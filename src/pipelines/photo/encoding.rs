// SPDX-License-Identifier: GPL-3.0-only

//! Async JPEG encoding
//!
//! Captured photos and exported strips are both JPEG; only the quality
//! differs. Encoding is CPU-bound and runs on the blocking pool.

use super::processing::ProcessedImage;
use image::{RgbImage, RgbaImage};
use std::path::{Path, PathBuf};
use tracing::{debug, info};

/// Encoded image data, immutable once produced
#[derive(Clone, PartialEq, Eq)]
pub struct EncodedImage {
    pub data: Vec<u8>,
    pub width: u32,
    pub height: u32,
}

impl std::fmt::Debug for EncodedImage {
    fn fmt(&self, f: &mut std::fmt::Formatter<'_>) -> std::fmt::Result {
        write!(
            f,
            "EncodedImage({}x{}, {} bytes)",
            self.width,
            self.height,
            self.data.len()
        )
    }
}

impl EncodedImage {
    /// Decode back to pixels, e.g. for composing a strip or a thumbnail
    pub fn decode(&self) -> Result<RgbaImage, String> {
        image::load_from_memory_with_format(&self.data, image::ImageFormat::Jpeg)
            .map(|img| img.to_rgba8())
            .map_err(|e| format!("JPEG decoding failed: {}", e))
    }

    pub fn len(&self) -> usize {
        self.data.len()
    }

    pub fn is_empty(&self) -> bool {
        self.data.is_empty()
    }
}

/// JPEG encoder with a fixed quality
#[derive(Debug, Clone, Copy)]
pub struct PhotoEncoder {
    quality: u8,
}

impl PhotoEncoder {
    /// Create an encoder; quality is clamped to 1-100
    pub fn new(quality: u8) -> Self {
        Self {
            quality: quality.clamp(1, 100),
        }
    }

    pub fn quality(&self) -> u8 {
        self.quality
    }

    /// Encode a processed image asynchronously
    pub async fn encode(&self, processed: ProcessedImage) -> Result<EncodedImage, String> {
        info!(
            width = processed.width,
            height = processed.height,
            quality = self.quality,
            "Starting encoding"
        );

        let quality = self.quality;
        tokio::task::spawn_blocking(move || {
            let data = encode_jpeg(&processed.image, quality)?;
            debug!(size = data.len(), "Encoding complete");
            Ok(EncodedImage {
                data,
                width: processed.width,
                height: processed.height,
            })
        })
        .await
        .map_err(|e| format!("Encoding task error: {}", e))?
    }

    /// Save encoded image data under `output_dir/file_name`
    ///
    /// The directory is created if missing. An existing file with the same
    /// name is replaced.
    pub async fn save(
        encoded: &EncodedImage,
        output_dir: &Path,
        file_name: &str,
    ) -> Result<PathBuf, String> {
        let filepath = output_dir.join(file_name);
        info!(path = %filepath.display(), "Saving image");

        let data = encoded.data.clone();
        let dir = output_dir.to_path_buf();
        let target = filepath.clone();
        tokio::task::spawn_blocking(move || {
            std::fs::create_dir_all(&dir)
                .map_err(|e| format!("Failed to create {}: {}", dir.display(), e))?;
            std::fs::write(&target, &data).map_err(|e| format!("Failed to save image: {}", e))
        })
        .await
        .map_err(|e| format!("Save task error: {}", e))??;

        info!(path = %filepath.display(), "Image saved successfully");
        Ok(filepath)
    }
}

/// Encode an RGB image as JPEG
pub fn encode_jpeg(image: &RgbImage, quality: u8) -> Result<Vec<u8>, String> {
    let mut buffer = Vec::new();
    let mut cursor = std::io::Cursor::new(&mut buffer);

    let mut encoder = image::codecs::jpeg::JpegEncoder::new_with_quality(&mut cursor, quality);
    encoder
        .encode(
            image.as_raw(),
            image.width(),
            image.height(),
            image::ExtendedColorType::Rgb8,
        )
        .map_err(|e| format!("JPEG encoding failed: {}", e))?;

    Ok(buffer)
}

#[cfg(test)]
mod tests {
    use super::*;
    use image::Rgb;

    fn processed(width: u32, height: u32) -> ProcessedImage {
        ProcessedImage {
            image: RgbImage::from_pixel(width, height, Rgb([200, 100, 50])),
            width,
            height,
        }
    }

    #[test]
    fn test_quality_is_clamped() {
        assert_eq!(PhotoEncoder::new(0).quality(), 1);
        assert_eq!(PhotoEncoder::new(250).quality(), 100);
    }

    #[tokio::test]
    async fn test_encode_produces_jpeg() {
        let encoded = PhotoEncoder::new(85).encode(processed(16, 8)).await.unwrap();
        assert_eq!(&encoded.data[..2], &[0xFF, 0xD8]);
        assert_eq!((encoded.width, encoded.height), (16, 8));

        let decoded = encoded.decode().unwrap();
        assert_eq!(decoded.dimensions(), (16, 8));
    }

    #[tokio::test]
    async fn test_save_creates_directory() {
        let dir = std::env::temp_dir().join(format!("photobooth-encoding-{}", std::process::id()));
        let _ = std::fs::remove_dir_all(&dir);

        let encoded = PhotoEncoder::new(80).encode(processed(4, 4)).await.unwrap();
        let path = PhotoEncoder::save(&encoded, &dir.join("out"), "test.jpg")
            .await
            .unwrap();
        assert_eq!(std::fs::read(&path).unwrap(), encoded.data);
    }
}
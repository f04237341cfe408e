// SPDX-License-Identifier: GPL-3.0-only

//! Application-wide constants

use std::time::Duration;

/// Number of photos that make up a complete strip
pub const TARGET_PHOTO_COUNT: usize = 3;

/// Minimum interval between two accepted capture triggers
pub const CAPTURE_DEBOUNCE: Duration = Duration::from_millis(1000);

/// How long the white flash overlay stays up after a capture
pub const FLASH_DURATION: Duration = Duration::from_millis(150);

/// Minimum time the "Processing..." indicator is shown
pub const PROCESSING_MIN_DURATION: Duration = Duration::from_millis(300);

/// Interval between countdown ticks
pub const COUNTDOWN_TICK: Duration = Duration::from_secs(1);

/// Countdown length used by the timer toggle
pub const DEFAULT_TIMER_SECONDS: u32 = 3;

/// Duration of the swipe-out animation before a photo is removed
pub const SWIPE_OUT_DURATION: Duration = Duration::from_millis(250);

/// JPEG quality for captured photos (0-100)
pub const CAPTURE_JPEG_QUALITY: u8 = 85;

/// JPEG quality for exported strips (0-100)
pub const EXPORT_JPEG_QUALITY: u8 = 80;

/// File name of exported strips
pub const EXPORT_FILE_NAME: &str = "photo-strip.jpg";

/// MIME type of exported strips
pub const EXPORT_MIME_TYPE: &str = "image/jpeg";

/// Title handed to the share target
pub const SHARE_TITLE: &str = "Photo Strip";

/// Caption handed to the share target
pub const SHARE_TEXT: &str = "Check out my photo strip!";

/// Ideal capture resolution requested from the camera
pub const IDEAL_CAPTURE_SIZE: (u32, u32) = (1080, 1080);

/// Film strip geometry, in layout pixels (before export scaling)
pub mod strip {
    /// Height of a single photo frame
    pub const FRAME_HEIGHT: u32 = 180;
    /// Width of a single photo frame
    pub const FRAME_WIDTH: u32 = 220;
    /// Vertical gap between frames
    pub const FRAME_GAP: u32 = 20;
    /// Width of the perforated border on each side
    pub const BORDER_WIDTH: u32 = 40;
    /// Padding above the first and below the last frame
    pub const VERTICAL_PADDING: u32 = 30;
    /// Perforation holes per side
    pub const PERFORATIONS: u32 = 8;
    /// Exposure marks along the right edge
    pub const EXPOSURE_MARKS: u32 = 8;
    /// Drag distance that swaps a frame with its neighbour
    pub const SWAP_THRESHOLD: f32 = FRAME_HEIGHT as f32 / 2.0;
    /// Pixel density multiplier applied when rasterizing for export
    pub const EXPORT_SCALE: u32 = 2;
}

/// Haptic feedback patterns in milliseconds (on, off, on, ...)
pub mod haptics {
    /// Filter change, toggle, countdown tick
    pub const TAP: &[u32] = &[50];
    /// Shutter
    pub const CAPTURE: &[u32] = &[100];
    /// Saved or shared strip
    pub const CONFIRM: &[u32] = &[100, 50, 100];
}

++++++++

▶ [What the task requires] Copy the data above. Keep each line exact.

▶ [Response]
filename src/pipelines/photo/encoding.rs
// SPDX-License-Identifier: GPL-3.0-only

//! Async JPEG encoding
//!
//! Captured photos and exported strips are both JPEG; only the quality
//! differs. Encoding is CPU-bound and runs on the blocking pool.

use super::processing::ProcessedImage;
use image::{RgbImage, RgbaImage};
use std::path::{Path, PathBuf};
use tracing::{debug, info};

/// Encoded image data, immutable once produced
#[derive(Clone, PartialEq, Eq)]
pub struct EncodedImage {
    pub data: Vec<u8>,
    pub width: u32,
    pub height: u32,
}

impl std::fmt::Debug for EncodedImage {
    fn fmt(&self, f: &mut std::fmt::Formatter<'_>) -> std::fmt::Result {
        write!(
            f,
            "EncodedImage({}x{}, {} bytes)",
            self.width,
            self.height,
            self.data.len()
        )
    }
}

impl EncodedImage {
    /// Decode back to pixels, e.g. for composing a strip or a thumbnail
    pub fn decode(&self) -> Result<RgbaImage, String> {
        image::load_from_memory_with_format(&self.data, image::ImageFormat::Jpeg)
            .map(|img| img.to_rgba8())
            .map_err(|e| format!("JPEG decoding failed: {}", e))
    }

    pub fn len(&self) -> usize {
        self.data.len()
    }

    pub fn is_empty(&self) -> bool {
        self.data.is_empty()
    }
}

/// JPEG encoder with a fixed quality
#[derive(Debug, Clone, Copy)]
pub struct PhotoEncoder {
    quality: u8,
}

impl PhotoEncoder {
    /// Create an encoder; quality is clamped to 1-100
    pub fn new(quality: u8) -> Self {
        Self {
            quality: quality.clamp(1, 100),
        }
    }

    pub fn quality(&self) -> u8 {
        self.quality
    }

    /// Encode a processed image asynchronously
    pub async fn encode(&self, processed: ProcessedImage) -> Result<EncodedImage, String> {
        info!(
            width = processed.width,
            height = processed.height,
            quality = self.quality,
            "Starting encoding"
        );

        let quality = self.quality;
        tokio::task::spawn_blocking(move || {
            let data = encode_jpeg(&processed.image, quality)?;
            debug!(size = data.len(), "Encoding complete");
            Ok(EncodedImage {
                data,
                width: processed.width,
                height: processed.height,
            })
        })
        .await
        .map_err(|e| format!("Encoding task error: {}", e))?
    }

    /// Save encoded image data under `output_dir/file_name`
    ///
    /// The directory is created if missing. An existing file with the same
    /// name is replaced.
    pub async fn save(
        encoded: &EncodedImage,
        output_dir: &Path,
        file_name: &str,
    ) -> Result<PathBuf, String> {
        let filepath = output_dir.join(file_name);
        info!(path = %filepath.display(), "Saving image");

        let data = encoded.data.clone();
        let dir = output_dir.to_path_buf();
        let target = filepath.clone();
        tokio::task::spawn_blocking(move || {
            std::fs::create_dir_all(&dir)
                .map_err(|e| format!("Failed to create {}: {}", dir.display(), e))?;
            std::fs::write(&target, &data).map_err(|e| format!("Failed to save image: {}", e))
        })
        .await
        .map_err(|e| format!("Save task error: {}", e))??;

        info!(path = %filepath.display(), "Image saved successfully");
        Ok(filepath)
    }
}

/// Encode an RGB image as JPEG
pub fn encode_jpeg(image: &RgbImage, quality: u8) -> Result<Vec<u8>, String> {
    let mut buffer = Vec::new();
    let mut cursor = std::io::Cursor::new(&mut buffer);

    let mut encoder = image::codecs::jpeg::JpegEncoder::new_with_quality(&mut cursor, quality);
    encoder
        .encode(
            image.as_raw(),
            image.width(),
            image.height(),
            image::ExtendedColorType::Rgb8,
        )
        .map_err(|e| format!("JPEG encoding failed: {}", e))?;

    Ok(buffer)
}

#[cfg(test)]
mod tests {
    use super::*;
    use image::Rgb;

    fn processed(width: u32, height: u32) -> ProcessedImage {
        ProcessedImage {
            image: RgbImage::from_pixel(width, height, Rgb([200, 100, 50])),
            width,
            height,
        }
    }

    #[test]
    fn test_quality_is_clamped() {
        assert_eq!(PhotoEncoder::new(0).quality(), 1);
        assert_eq!(PhotoEncoder::new(250).quality(), 100);
    }

    #[tokio::test]
    async fn test_encode_produces_jpeg() {
        let encoded = PhotoEncoder::new(85).encode(processed(16, 8)).await.unwrap();
        assert_eq!(&encoded.data[..2], &[0xFF, 0xD8]);
        assert_eq!((encoded.width, encoded.height), (16, 8));

        let decoded = encoded.decode().unwrap();
        assert_eq!(decoded.dimensions(), (16, 8));
    }

    #[tokio::test]
    async fn test_save_creates_directory() {
        let dir = std::env::temp_dir().join(format!("photobooth-encoding-{}", std::process::id()));
        let _ = std::fs::remove_dir_all(&dir);

        let encoded = PhotoEncoder::new(80).encode(processed(4, 4)).await.unwrap();
        let path = PhotoEncoder::save(&encoded, &dir.join("out"), "test.jpg")
            .await
            .unwrap();
        assert_eq!(std::fs::read(&path).unwrap(), encoded.data);
    }
}
repository f04237341cfe408e
// SPDX-License-Identifier: GPL-3.0-only

//! Application-wide constants

use std::time::Duration;

/// Number of photos that make up a complete strip
pub const TARGET_PHOTO_COUNT: usize = 3;

/// Minimum interval between two accepted capture triggers
pub const CAPTURE_DEBOUNCE: Duration = Duration::from_millis(1000);

/// How long the white flash overlay stays up after a capture
pub const FLASH_DURATION: Duration = Duration::from_millis(150);

/// Minimum time the "Processing..." indicator is shown
pub const PROCESSING_MIN_DURATION: Duration = Duration::from_millis(300);

/// Interval between countdown ticks
pub const COUNTDOWN_TICK: Duration = Duration::from_secs(1);

/// Countdown length used by the timer toggle
pub const DEFAULT_TIMER_SECONDS: u32 = 3;

/// Duration of the swipe-out animation before a photo is removed
pub const SWIPE_OUT_DURATION: Duration = Duration::from_millis(250);

/// JPEG quality for captured photos (0-100)
pub const CAPTURE_JPEG_QUALITY: u8 = 85;

/// JPEG quality for exported strips (0-100)
pub const EXPORT_JPEG_QUALITY: u8 = 80;

/// File name of exported strips
pub const EXPORT_FILE_NAME: &str = "photo-strip.jpg";

/// MIME type of exported strips
pub const EXPORT_MIME_TYPE: &str = "image/jpeg";

/// Title handed to the share target
pub const SHARE_TITLE: &str = "Photo Strip";

/// Caption handed to the share target
pub const SHARE_TEXT: &str = "Check out my photo strip!";

/// Ideal capture resolution requested from the camera
pub const IDEAL_CAPTURE_SIZE: (u32, u32) = (1080, 1080);

/// Film strip geometry, in layout pixels (before export scaling)
pub mod strip {
    /// Height of a single photo frame
    pub const FRAME_HEIGHT: u32 = 180;
    /// Width of a single photo frame
    pub const FRAME_WIDTH: u32 = 220;
    /// Vertical gap between frames
    pub const FRAME_GAP: u32 = 20;
    /// Width of the perforated border on each side
    pub const BORDER_WIDTH: u32 = 40;
    /// Padding above the first and below the last frame
    pub const VERTICAL_PADDING: u32 = 30;
    /// Perforation holes per side
    pub const PERFORATIONS: u32 = 8;
    /// Exposure marks along the right edge
    pub const EXPOSURE_MARKS: u32 = 8;
    /// Drag distance that swaps a frame with its neighbour
    pub const SWAP_THRESHOLD: f32 = FRAME_HEIGHT as f32 / 2.0;
    /// Pixel density multiplier applied when rasterizing for export
    pub const EXPORT_SCALE: u32 = 2;
}

/// Haptic feedback patterns in milliseconds (on, off, on, ...)
pub mod haptics {
    /// Filter change, toggle, countdown tick
    pub const TAP: &[u32] = &[50];
    /// Shutter
    pub const CAPTURE: &[u32] = &[100];
    /// Saved or shared strip
    pub const CONFIRM: &[u32] = &[100, 50, 100];
}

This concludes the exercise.